Work item:
Find and copy every line in the records that includes the string "expected".
● ● ● ● ●
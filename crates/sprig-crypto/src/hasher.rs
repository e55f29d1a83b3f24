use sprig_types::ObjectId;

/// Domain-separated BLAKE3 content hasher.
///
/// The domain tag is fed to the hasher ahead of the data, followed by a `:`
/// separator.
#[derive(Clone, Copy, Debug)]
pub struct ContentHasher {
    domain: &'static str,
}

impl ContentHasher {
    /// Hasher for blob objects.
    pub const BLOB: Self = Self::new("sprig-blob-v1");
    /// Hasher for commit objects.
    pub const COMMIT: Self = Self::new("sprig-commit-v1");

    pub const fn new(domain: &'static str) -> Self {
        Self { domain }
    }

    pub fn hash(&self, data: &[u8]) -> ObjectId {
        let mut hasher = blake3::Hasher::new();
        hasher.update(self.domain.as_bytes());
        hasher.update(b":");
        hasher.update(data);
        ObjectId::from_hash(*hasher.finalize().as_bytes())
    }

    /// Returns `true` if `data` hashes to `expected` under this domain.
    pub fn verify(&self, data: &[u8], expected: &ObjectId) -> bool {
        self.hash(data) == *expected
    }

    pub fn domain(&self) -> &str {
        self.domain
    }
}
● ● ● ● ●
Answer section:
    /// Returns `true` if `data` hashes to `expected` under this domain.
    pub fn verify(&self, data: &[u8], expected: &ObjectId) -> bool {
        self.hash(data) == *expected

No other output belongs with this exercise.